→ **Requirement**
After the line containing "after the slot", write nothing more; before it, reproduce every line of the material below exactly, starting with the first.

→ **Raw data**
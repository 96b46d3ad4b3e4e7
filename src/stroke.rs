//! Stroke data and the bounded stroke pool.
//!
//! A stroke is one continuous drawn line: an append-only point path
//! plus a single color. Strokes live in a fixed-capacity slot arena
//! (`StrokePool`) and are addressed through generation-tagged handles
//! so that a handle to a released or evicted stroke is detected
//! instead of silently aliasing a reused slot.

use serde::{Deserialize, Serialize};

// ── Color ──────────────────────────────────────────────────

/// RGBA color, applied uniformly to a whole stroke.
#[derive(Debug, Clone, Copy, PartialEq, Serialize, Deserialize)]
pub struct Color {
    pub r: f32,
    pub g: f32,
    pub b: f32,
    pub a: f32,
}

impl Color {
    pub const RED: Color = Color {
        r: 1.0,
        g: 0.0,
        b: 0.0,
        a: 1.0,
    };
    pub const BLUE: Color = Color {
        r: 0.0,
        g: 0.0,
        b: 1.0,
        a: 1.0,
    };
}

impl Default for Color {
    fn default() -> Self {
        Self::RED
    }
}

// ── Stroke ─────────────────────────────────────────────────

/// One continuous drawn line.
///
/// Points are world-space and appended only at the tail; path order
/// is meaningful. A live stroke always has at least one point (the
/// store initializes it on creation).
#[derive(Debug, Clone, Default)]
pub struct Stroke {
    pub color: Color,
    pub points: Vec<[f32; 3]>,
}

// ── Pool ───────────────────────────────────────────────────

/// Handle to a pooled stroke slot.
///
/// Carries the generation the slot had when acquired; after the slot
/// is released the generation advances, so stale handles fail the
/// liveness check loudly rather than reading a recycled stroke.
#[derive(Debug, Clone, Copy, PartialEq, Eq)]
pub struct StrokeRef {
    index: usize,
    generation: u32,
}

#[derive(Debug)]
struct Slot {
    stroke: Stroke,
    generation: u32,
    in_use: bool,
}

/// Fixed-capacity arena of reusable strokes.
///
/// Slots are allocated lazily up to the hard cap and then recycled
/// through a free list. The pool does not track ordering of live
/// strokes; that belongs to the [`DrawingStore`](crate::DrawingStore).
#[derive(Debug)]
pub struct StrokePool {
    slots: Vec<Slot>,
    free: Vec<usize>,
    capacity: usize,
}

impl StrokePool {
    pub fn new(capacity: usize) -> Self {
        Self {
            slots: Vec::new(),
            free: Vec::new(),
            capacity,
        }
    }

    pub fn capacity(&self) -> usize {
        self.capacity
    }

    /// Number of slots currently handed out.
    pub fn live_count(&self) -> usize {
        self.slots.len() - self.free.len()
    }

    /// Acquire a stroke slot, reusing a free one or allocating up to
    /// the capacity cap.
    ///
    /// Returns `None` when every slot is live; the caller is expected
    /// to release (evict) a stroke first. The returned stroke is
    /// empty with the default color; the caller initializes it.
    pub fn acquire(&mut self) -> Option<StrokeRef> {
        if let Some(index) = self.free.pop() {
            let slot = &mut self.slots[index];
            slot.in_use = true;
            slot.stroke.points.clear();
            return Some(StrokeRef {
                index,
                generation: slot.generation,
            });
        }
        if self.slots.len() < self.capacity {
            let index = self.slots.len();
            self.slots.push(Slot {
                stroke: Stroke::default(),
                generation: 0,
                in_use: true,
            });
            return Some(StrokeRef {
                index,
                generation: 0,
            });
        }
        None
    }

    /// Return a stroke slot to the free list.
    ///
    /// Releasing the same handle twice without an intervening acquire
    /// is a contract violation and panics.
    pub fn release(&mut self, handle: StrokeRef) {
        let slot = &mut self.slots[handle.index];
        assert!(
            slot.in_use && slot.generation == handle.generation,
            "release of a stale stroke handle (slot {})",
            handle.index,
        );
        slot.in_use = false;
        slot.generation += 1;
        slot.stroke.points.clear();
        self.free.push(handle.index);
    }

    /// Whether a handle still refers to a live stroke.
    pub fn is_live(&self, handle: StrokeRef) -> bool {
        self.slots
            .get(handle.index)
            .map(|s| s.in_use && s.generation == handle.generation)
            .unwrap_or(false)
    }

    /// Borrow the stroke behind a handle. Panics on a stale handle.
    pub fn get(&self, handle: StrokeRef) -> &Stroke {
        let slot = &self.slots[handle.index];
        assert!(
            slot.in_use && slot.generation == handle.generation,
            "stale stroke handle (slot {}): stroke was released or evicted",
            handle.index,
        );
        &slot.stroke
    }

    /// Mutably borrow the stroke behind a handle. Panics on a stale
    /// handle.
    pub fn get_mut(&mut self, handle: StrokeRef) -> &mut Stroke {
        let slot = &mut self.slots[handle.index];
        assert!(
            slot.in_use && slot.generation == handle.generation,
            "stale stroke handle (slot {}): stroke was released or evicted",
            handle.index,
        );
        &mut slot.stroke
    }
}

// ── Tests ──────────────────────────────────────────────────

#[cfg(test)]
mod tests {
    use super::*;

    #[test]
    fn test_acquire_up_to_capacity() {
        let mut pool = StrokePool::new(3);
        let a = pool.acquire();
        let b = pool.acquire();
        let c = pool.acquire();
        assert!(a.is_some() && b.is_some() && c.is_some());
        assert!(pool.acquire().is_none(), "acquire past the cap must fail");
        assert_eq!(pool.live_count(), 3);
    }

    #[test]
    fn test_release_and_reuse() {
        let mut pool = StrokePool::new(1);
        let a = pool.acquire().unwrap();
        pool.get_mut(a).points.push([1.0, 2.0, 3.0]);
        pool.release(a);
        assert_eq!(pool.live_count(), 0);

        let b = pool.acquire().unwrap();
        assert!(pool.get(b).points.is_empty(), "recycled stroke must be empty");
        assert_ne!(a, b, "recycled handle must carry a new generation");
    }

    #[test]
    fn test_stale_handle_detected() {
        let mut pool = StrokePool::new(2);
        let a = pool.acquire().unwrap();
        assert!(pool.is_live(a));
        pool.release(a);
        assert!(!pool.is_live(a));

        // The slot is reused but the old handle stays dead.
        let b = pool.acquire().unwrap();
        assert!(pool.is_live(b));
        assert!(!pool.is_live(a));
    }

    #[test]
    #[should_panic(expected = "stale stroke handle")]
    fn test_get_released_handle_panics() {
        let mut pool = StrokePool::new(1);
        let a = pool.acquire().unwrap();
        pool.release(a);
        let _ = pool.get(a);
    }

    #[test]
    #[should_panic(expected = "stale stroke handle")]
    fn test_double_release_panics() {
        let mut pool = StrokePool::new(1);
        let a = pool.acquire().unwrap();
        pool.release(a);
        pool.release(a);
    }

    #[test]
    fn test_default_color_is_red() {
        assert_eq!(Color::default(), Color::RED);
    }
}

→ **Your response**
repository 96b46d3ad4b3e4e7
filename src/stroke.rs
//! Stroke data and the bounded stroke pool.
//!
//! A stroke is one continuous drawn line: an append-only point path
//! plus a single color. Strokes live in a fixed-capacity slot arena
//! (`StrokePool`) and are addressed through generation-tagged handles
//! so that a handle to a released or evicted stroke is detected
//! instead of silently aliasing a reused slot.

use serde::{Deserialize, Serialize};

// ── Color ──────────────────────────────────────────────────

/// RGBA color, applied uniformly to a whole stroke.
#[derive(Debug, Clone, Copy, PartialEq, Serialize, Deserialize)]
pub struct Color {
    pub r: f32,
    pub g: f32,
    pub b: f32,
    pub a: f32,
}

impl Color {
    pub const RED: Color = Color {
        r: 1.0,
        g: 0.0,
        b: 0.0,
        a: 1.0,
    };
    pub const BLUE: Color = Color {
        r: 0.0,
        g: 0.0,
        b: 1.0,
        a: 1.0,
    };
}

impl Default for Color {
    fn default() -> Self {
        Self::RED
    }
}

// ── Stroke ─────────────────────────────────────────────────

/// One continuous drawn line.
///
/// Points are world-space and appended only at the tail; path order
/// is meaningful. A live stroke always has at least one point (the
/// store initializes it on creation).
#[derive(Debug, Clone, Default)]
pub struct Stroke {
    pub color: Color,
    pub points: Vec<[f32; 3]>,
}

// ── Pool ───────────────────────────────────────────────────

/// Handle to a pooled stroke slot.
///
/// Carries the generation the slot had when acquired; after the slot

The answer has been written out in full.